• Working data:

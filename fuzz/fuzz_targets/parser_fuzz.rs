#![no_main]
use libfuzzer_sys::fuzz_target;

fuzz_target!(|data: &[u8]| {
    let text = String::from_utf8_lossy(data);
    let mut args = Vec::<String>::new();
    for token in text.split_whitespace().take(32) {
        args.push(token.to_string());
    }
    metagz::cli::fuzz_try_parse_args(&args);
});
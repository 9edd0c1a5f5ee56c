// Metadata record embedded between the length prefix and the payload.
//
// Serialized as compact JSON with the field names
// (`filename`, `originalSize`, `timestamp`, `mimetype`,
// `compressed_at`, `version`). On the way in only `filename` is required;
// missing or mistyped optional fields fall back to defaults so containers
// from other producers still decode.

use chrono::{SecondsFormat, Utc};
use serde::Serialize;
use serde_json::{Map, Value};

use super::encoder::EncodeError;
use super::frame::FramingRejected;

/// Upper bound on the serialized metadata record, in bytes.
///
/// Bounds the allocation a hostile length prefix can cause during decode.
pub const MAX_METADATA_LEN: usize = 50_000;

/// Format version written into every record.
pub const FORMAT_VERSION: &str = "1.0";

/// Description of the original file.
#[derive(Debug, Clone, PartialEq, Eq, Serialize)]
pub struct Metadata {
    /// Original filename as declared by the uploader.
    pub filename: String,
    /// Uncompressed payload size in bytes.
    #[serde(rename = "originalSize")]
    pub original_size: u64,
    /// Creation time, epoch milliseconds.
    pub timestamp: i64,
    /// Declared MIME type of the original file.
    #[serde(skip_serializing_if = "Option::is_none")]
    pub mimetype: Option<String>,
    /// Creation time as RFC 3339 text.
    #[serde(skip_serializing_if = "Option::is_none")]
    pub compressed_at: Option<String>,
    pub version: String,
}

impl Metadata {
    /// Build a record stamped with the current UTC time.
    pub fn new(filename: &str, original_size: u64, mimetype: Option<&str>) -> Self {
        let now = Utc::now();
        Self {
            filename: filename.to_owned(),
            original_size,
            timestamp: now.timestamp_millis(),
            mimetype: mimetype.map(str::to_owned),
            compressed_at: Some(now.to_rfc3339_opts(SecondsFormat::Millis, true)),
            version: FORMAT_VERSION.to_owned(),
        }
    }

    /// Serialize to compact JSON, enforcing `MAX_METADATA_LEN`.
    ///
    /// A record of exactly `MAX_METADATA_LEN` bytes is refused as well,
    /// since the decoder only accepts lengths strictly below the limit.
    pub fn to_bytes(&self) -> Result<Vec<u8>, EncodeError> {
        let bytes = serde_json::to_vec(self)?;
        if bytes.len() >= MAX_METADATA_LEN {
            return Err(EncodeError::MetadataTooLarge {
                len: bytes.len(),
                max: MAX_METADATA_LEN,
            });
        }
        Ok(bytes)
    }

    /// Parse a metadata region.
    pub fn from_bytes(bytes: &[u8]) -> Result<Self, FramingRejected> {
        let text = std::str::from_utf8(bytes).map_err(|_| FramingRejected::MetadataNotUtf8)?;
        let value: Value = serde_json::from_str(text)
            .map_err(|e| FramingRejected::MetadataNotJson(e.to_string()))?;
        let object = value.as_object().ok_or(FramingRejected::MetadataNotObject)?;

        let filename = match object.get("filename").and_then(Value::as_str) {
            Some(name) if !name.is_empty() => name.to_owned(),
            _ => return Err(FramingRejected::MissingFilename),
        };

        Ok(Self {
            filename,
            original_size: object
                .get("originalSize")
                .and_then(Value::as_u64)
                .unwrap_or(0),
            timestamp: object.get("timestamp").and_then(Value::as_i64).unwrap_or(0),
            mimetype: string_field(object, "mimetype"),
            compressed_at: string_field(object, "compressed_at"),
            version: string_field(object, "version").unwrap_or_else(|| FORMAT_VERSION.to_owned()),
        })
    }
}

fn string_field(object: &Map<String, Value>, key: &str) -> Option<String> {
    object.get(key).and_then(Value::as_str).map(str::to_owned)
}

// ---------------------------------------------------------------------------
// Tests
// ---------------------------------------------------------------------------
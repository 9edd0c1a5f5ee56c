use std::fs;
use std::path::{Path, PathBuf};
use std::process::Command;
use tempfile::tempdir;

fn bin() -> String {
    env!("CARGO_BIN_EXE_metagz").to_string()
}

fn only_file(dir: &Path) -> PathBuf {
    let entries: Vec<_> = fs::read_dir(dir)
        .unwrap()
        .map(|e| e.unwrap().path())
        .filter(|p| p.is_file())
        .collect();
    assert_eq!(entries.len(), 1, "{entries:?}");
    entries.into_iter().next().unwrap()
}

#[test]
fn cli_compress_decompress_roundtrip() {
    let dir = tempdir().unwrap();
    let input = dir.path().join("hello.txt");
    let packed = dir.path().join("packed");
    let unpacked = dir.path().join("unpacked");
    fs::create_dir_all(&packed).unwrap();
    fs::create_dir_all(&unpacked).unwrap();
    fs::write(&input, b"hello world!").unwrap();

    let st = Command::new(bin())
        .args(["compress", "--output-dir"])
        .arg(&packed)
        .arg(&input)
        .status()
        .unwrap();
    assert!(st.success());

    let container = only_file(&packed);
    let name = container.file_name().unwrap().to_string_lossy().into_owned();
    assert!(name.ends_with("-hello.txt.gz"), "{name}");

    let st = Command::new(bin())
        .args(["decompress", "--output-dir"])
        .arg(&unpacked)
        .arg(&container)
        .status()
        .unwrap();
    assert!(st.success());

    let output = only_file(&unpacked);
    assert!(
        output
            .file_name()
            .unwrap()
            .to_string_lossy()
            .ends_with("-hello.txt")
    );
    assert_eq!(fs::read(&output).unwrap(), b"hello world!");
}

#[test]
fn cli_compress_json_report() {
    let dir = tempdir().unwrap();
    let input = dir.path().join("notes.txt");
    fs::write(&input, "abc".repeat(1000)).unwrap();

    let out = Command::new(bin())
        .args(["--json", "compress", "-o"])
        .arg(dir.path())
        .arg(&input)
        .output()
        .unwrap();
    assert!(out.status.success());

    let report: serde_json::Value = serde_json::from_slice(&out.stdout).unwrap();
    assert_eq!(report["success"], true);
    assert_eq!(report["originalSize"], 3000);
    assert!(report["compressionRatio"].as_str().unwrap().ends_with('%'));
    let filename = report["filename"].as_str().unwrap();
    assert_eq!(
        report["downloadPath"].as_str().unwrap(),
        format!("/compressed/{filename}")
    );
    assert!(dir.path().join(filename).exists());
}

#[test]
fn cli_decompress_stdout_bare_gzip() {
    use flate2::{Compression, write::GzEncoder};
    use std::io::Write;

    let dir = tempdir().unwrap();
    let input = dir.path().join("plain.txt.gz");
    let mut enc = GzEncoder::new(Vec::new(), Compression::default());
    enc.write_all(b"bare gzip body").unwrap();
    fs::write(&input, enc.finish().unwrap()).unwrap();

    let out = Command::new(bin())
        .args(["decompress", "--stdout"])
        .arg(&input)
        .output()
        .unwrap();
    assert!(out.status.success());
    assert_eq!(out.stdout, b"bare gzip body");
}

#[test]
fn cli_rejects_garbage_with_error_report() {
    let dir = tempdir().unwrap();
    let input = dir.path().join("broken.gz");
    fs::write(&input, [0xffu8; 64]).unwrap();

    let out = Command::new(bin())
        .args(["--json", "decompress", "-o"])
        .arg(dir.path())
        .arg(&input)
        .output()
        .unwrap();
    assert!(!out.status.success());

    let report: serde_json::Value = serde_json::from_slice(&out.stdout).unwrap();
    assert_eq!(report["error"], "File is not a valid compressed file");
    assert_eq!(
        report["details"],
        "not a valid compressed file or is corrupted"
    );
    assert!(report["suggestion"].is_string());
}

#[test]
fn cli_policy_refuses_type() {
    let dir = tempdir().unwrap();
    let input = dir.path().join("tool.exe");
    fs::write(&input, b"MZ").unwrap();

    let st = Command::new(bin())
        .args(["-q", "compress", "-o"])
        .arg(dir.path())
        .arg(&input)
        .status()
        .unwrap();
    assert!(!st.success());

    let st = Command::new(bin())
        .args(["-q", "compress", "--any-type", "-o"])
        .arg(dir.path())
        .arg(&input)
        .status()
        .unwrap();
    assert!(st.success());
}

#[test]
fn cli_inspect_reports_metadata() {
    let dir = tempdir().unwrap();
    let input = dir.path().join("data.bin");
    fs::write(&input, [7u8; 100]).unwrap();

    let st = Command::new(bin())
        .args(["-q", "compress", "-o"])
        .arg(dir.path())
        .arg(&input)
        .status()
        .unwrap();
    assert!(st.success());
    let container = fs::read_dir(dir.path())
        .unwrap()
        .map(|e| e.unwrap().path())
        .find(|p| p.to_string_lossy().ends_with(".gz"))
        .unwrap();

    let out = Command::new(bin())
        .args(["--json", "inspect"])
        .arg(&container)
        .output()
        .unwrap();
    assert!(out.status.success());
    let info: serde_json::Value = serde_json::from_slice(&out.stdout).unwrap();
    assert_eq!(info["format"], "framed");
    assert_eq!(info["filename"], "data.bin");
    assert_eq!(info["payloadSize"], 100);
    assert_eq!(info["metadata"]["originalSize"], 100);
}

#[test]
fn cli_config_works() {
    let out = Command::new(bin()).arg("config").output().unwrap();
    assert!(out.status.success());
    let stderr = String::from_utf8_lossy(&out.stderr);
    assert!(stderr.contains("MAX_METADATA_LEN=50000"));
}

#[test]
fn cli_stdout_zero_padded_gzip_with_headers() {
    use flate2::{Compression, write::GzEncoder};
    use std::io::Write;

    let dir = tempdir().unwrap();
    let input = dir.path().join("padded.txt.gz");
    let mut enc = GzEncoder::new(Vec::new(), Compression::default());
    enc.write_all(b"hello").unwrap();
    let mut bytes = enc.finish().unwrap();
    bytes.extend_from_slice(&[0u8; 8]);
    fs::write(&input, bytes).unwrap();

    let out = Command::new(bin())
        .args(["-v", "decompress", "--stdout"])
        .arg(&input)
        .output()
        .unwrap();
    assert!(out.status.success());
    assert_eq!(out.stdout, b"hello");
    let stderr = String::from_utf8_lossy(&out.stderr);
    assert!(stderr.contains("X-Compression-Info: Standard GZIP format"), "{stderr}");
    assert!(stderr.contains("filename=\"padded.txt\""), "{stderr}");
}
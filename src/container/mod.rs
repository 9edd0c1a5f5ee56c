// Container format: framing, metadata, codecs, encoder and decoder.
//
// - `frame`: 4-byte big-endian length prefix and region slicing
// - `metadata`: the JSON metadata record embedded after the prefix
// - `codec`: gzip / zlib / raw deflate backends over flate2
// - `encoder`: payload + metadata -> container bytes
// - `decoder`: framed -> gzip -> deflate fallback cascade
// - `filename`: filename sanitization and fallback derivation

pub mod codec;
pub mod decoder;
pub mod encoder;
pub mod filename;
pub mod frame;
pub mod metadata;

pub use codec::{Codec, GzipCodec, RawDeflateCodec, ZlibCodec};
pub use decoder::{DecodeError, Decoded, Format, decode};
pub use encoder::{EncodeError, EncodeOptions, encode};
pub use frame::{FrameHeader, FramingRejected};
pub use metadata::{FORMAT_VERSION, MAX_METADATA_LEN, Metadata};
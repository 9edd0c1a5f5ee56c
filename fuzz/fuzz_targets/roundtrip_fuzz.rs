#![no_main]
use libfuzzer_sys::fuzz_target;
use metagz::container::{decoder, encoder, filename};

fuzz_target!(|data: &[u8]| {
    if data.is_empty() {
        return;
    }

    // First byte picks the filename length, the rest is split into name and payload.
    let name_len = (data[0] as usize).min(data.len() - 1);
    let (name_bytes, payload) = data[1..].split_at(name_len);
    let name = String::from_utf8_lossy(name_bytes);
    if name.is_empty() {
        return;
    }

    let container = encoder::encode(payload, &name, None).unwrap();
    let decoded = decoder::decode(&container, "ignored").unwrap();
    assert_eq!(decoded.payload, payload);
    assert_eq!(decoded.filename, filename::sanitize(&name));
});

• Description of the task:
Return every line of the listing that has the word "join" in it.

• Answer to the exercise:
    let input = dir.path().join("hello.txt");
    let packed = dir.path().join("packed");
    let unpacked = dir.path().join("unpacked");
    let input = dir.path().join("notes.txt");
    assert!(dir.path().join(filename).exists());
    let input = dir.path().join("plain.txt.gz");
    let input = dir.path().join("broken.gz");
    let input = dir.path().join("tool.exe");
    let input = dir.path().join("data.bin");
    let input = dir.path().join("padded.txt.gz");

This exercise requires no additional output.